Re: Parallel pg_dump's error reporting doesn't work worth squat

Поиск
Список
Период
Сортировка
От Tom Lane
Тема Re: Parallel pg_dump's error reporting doesn't work worth squat
Дата
Msg-id 24048.1463265913@sss.pgh.pa.us
обсуждение исходный текст
Ответ на Parallel pg_dump's error reporting doesn't work worth squat  (Tom Lane <tgl@sss.pgh.pa.us>)
Ответы Re: Parallel pg_dump's error reporting doesn't work worth squat  (Tom Lane <tgl@sss.pgh.pa.us>)
Список pgsql-hackers
[ getting back to a complaint I made in December ]

I wrote:
> ... the pg_dump process has crashed with a SIGPIPE without printing
> any message whatsoever, and without coming anywhere near finishing the
> dump.

> A bit of investigation says that this is because somebody had the bright
> idea that worker processes could report fatal errors back to the master
> process instead of just printing them to stderr.  So when the workers
> fail to establish connections (because of the password problem cited in
> #13727), they don't tell me about that.  Oh no, they send those errors
> back up to the pipe to the parent, and then die silently.  Meanwhile,
> the parent is trying to send them commands, and since it doesn't protect
> itself against SIGPIPE on the command pipes, it crashes without ever
> reporting anything.  If you aren't paying close attention, you wouldn't
> even realize you didn't get a completed dump.

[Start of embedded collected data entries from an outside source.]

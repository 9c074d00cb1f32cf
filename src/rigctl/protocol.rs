//! rigctld extended response protocol.
//!
//! Commands prefixed with `+` make rigctld answer in "extended" form: an optional
//! `cmd_name:` header, one `Key: value` line per returned value, and a final
//! `RPRT <code>` line. For example `+f` yields:
//!
//! ```text
//! get_freq:
//! Frequency: 14074000
//! RPRT 0
//! ```
//!
//! A failing command usually returns only the `RPRT` line with a negative code.

use serde::Serialize;

use crate::errors::RigError;

/// Result code rigctld uses for success.
pub const RESULT_OK: &str = "0";

/// The three state queries the poll loop issues.
#[derive(Debug, Clone, Copy, PartialEq, Eq, Hash)]
pub enum Query {
    Frequency,
    Mode,
    TransmitState,
}

impl Query {
    /// Polled in this order every round.
    pub const ALL: [Query; 3] = [Query::Frequency, Query::Mode, Query::TransmitState];

    /// Single-letter rigctld command.
    pub fn code(&self) -> char {
        match self {
            Query::Frequency => 'f',
            Query::Mode => 'm',
            Query::TransmitState => 't',
        }
    }

    pub fn name(&self) -> &'static str {
        match self {
            Query::Frequency => "freq",
            Query::Mode => "mode",
            Query::TransmitState => "ptt",
        }
    }

    /// Line written to the socket, extended response mode, newline-terminated.
    pub fn command_line(&self) -> String {
        format!("+{}\n", self.code())
    }

    pub fn from_code(code: char) -> Option<Query> {
        Query::ALL.into_iter().find(|q| q.code() == code)
    }
}

/// One decoded reply.
#[derive(Debug, Clone, PartialEq, Eq, Serialize)]
pub struct Response {
    /// The `RPRT` code as text; `"0"` is success.
    pub result: String,
    /// Returned values in order.
    pub data: Vec<String>,
}

impl Response {
    pub fn ok<I, S>(data: I) -> Self
    where
        I: IntoIterator<Item = S>,
        S: Into<String>,
    {
        Response {
            result: RESULT_OK.to_string(),
            data: data.into_iter().map(Into::into).collect(),
        }
    }

    pub fn failed(code: &str) -> Self {
        Response {
            result: code.to_string(),
            data: Vec::new(),
        }
    }

    pub fn is_ok(&self) -> bool {
        self.result == RESULT_OK
    }

    pub fn first(&self) -> Option<&str> {
        self.data.first().map(String::as_str)
    }
}

/// Accumulates reply lines until the terminating `RPRT` line.
#[derive(Debug, Default)]
pub struct ReplyParser {
    data: Vec<String>,
    lines: usize,
}

impl ReplyParser {
    pub fn new() -> Self {
        Self::default()
    }

    /// Feed one line (without its newline). Returns the finished response on `RPRT`.
    pub fn push_line(&mut self, line: &str) -> Result<Option<Response>, RigError> {
        let line = line.trim_end_matches(['\r', '\n']);
        if let Some(code) = line.strip_prefix("RPRT") {
            let code = code.trim();
            if code.is_empty() || code.parse::<i32>().is_err() {
                return Err(RigError::Malformed(line.to_string()));
            }
            self.lines = 0;
            return Ok(Some(Response {
                result: code.to_string(),
                data: std::mem::take(&mut self.data),
            }));
        }
        if line.is_empty() {
            return Ok(None);
        }
        self.lines += 1;
        // Only the opening line can be the `cmd_name:` header; a later `Key:` is an empty value.
        if self.lines == 1 && line.ends_with(':') && !line.contains(' ') {
            return Ok(None);
        }
        match line.split_once(':') {
            Some((_key, value)) => self.data.push(value.trim().to_string()),
            None => self.data.push(line.trim().to_string()),
        }
        Ok(None)
    }
}
//! # rigwatch - on-air status publisher for hamlib radios
//!
//! rigwatch polls a transceiver through hamlib's `rigctld` daemon and publishes a
//! debounced summary (frequency, mode, PTT) to a Firebase Realtime Database, where a
//! shared dashboard shows who is on the air.
//!
//! ## Quick Start
//!
//! ```rust,no_run
//! use rigwatch::config::Config;
//! use rigwatch::monitor::{poller, StatusMonitor};
//! use rigwatch::publisher::Publisher;
//! use rigwatch::rigctl::RigConnection;
//! use rigwatch::store::FirebaseStore;
//!
//! #[tokio::main]
//! async fn main() -> anyhow::Result<()> {
//!     let config = Config::load("rigwatch.toml").await?;
//!     let store = FirebaseStore::from_config(&config).await?;
//!     let publisher = Publisher::new(store, config.status_path(), config.publish_timeout());
//!     let mut monitor = StatusMonitor::new(publisher);
//!     monitor.restore().await?;
//!
//!     let mut rig = RigConnection::open(&config.hamlib.server, config.query_timeout()).await?;
//!     let schedule = poller::PollSchedule::from_config(&config);
//!     poller::run_polling(&mut rig, &mut monitor, schedule, std::future::pending()).await;
//!     Ok(())
//! }
//! ```
//!
//! ## Module Organization
//!
//! - [`config`] - TOML configuration with CLI/environment overrides
//! - [`status`] - the observed radio state record
//! - [`gate`] - publish suppression ("too soon" / heartbeat) policy
//! - [`rigctl`] - rigctld extended-protocol client
//! - [`store`] - path-addressed remote store (Firebase REST, in-memory)
//! - [`publisher`] - fire-and-forget status writes
//! - [`monitor`] - poll handlers, state ownership and the poll loop
//!
//! ## Data flow
//!
//! ```text
//! ┌─────────────────┐
//! │    rigctld      │ ← f / m / t queries every tick
//! └─────────────────┘
//!          │
//! ┌─────────────────┐
//! │ StatusMonitor   │ ← handlers mutate Status, PTT consults the gate
//! └─────────────────┘
//!          │
//! ┌─────────────────┐
//! │ Firebase RTDB   │ ← hams/<callsign>/status
//! └─────────────────┘
//! ```

pub mod config;
pub mod errors;
pub mod gate;
pub mod logutil;
pub mod monitor;
pub mod publisher;
pub mod rigctl;
pub mod status;
pub mod store;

Attached is a proposed patch for this.  It reverts exit_horribly() to
what it used to be pre-9.3, ie just print the message on stderr and die.
The master now notices child failure by observing EOF on the status pipe.
While that works automatically on Unix, we have to explicitly close the
child side of the pipe on Windows (could someone check that that works?).
I also fixed the parent side to ignore SIGPIPE earlier, so that it won't
just die if it was in the midst of sending to the child.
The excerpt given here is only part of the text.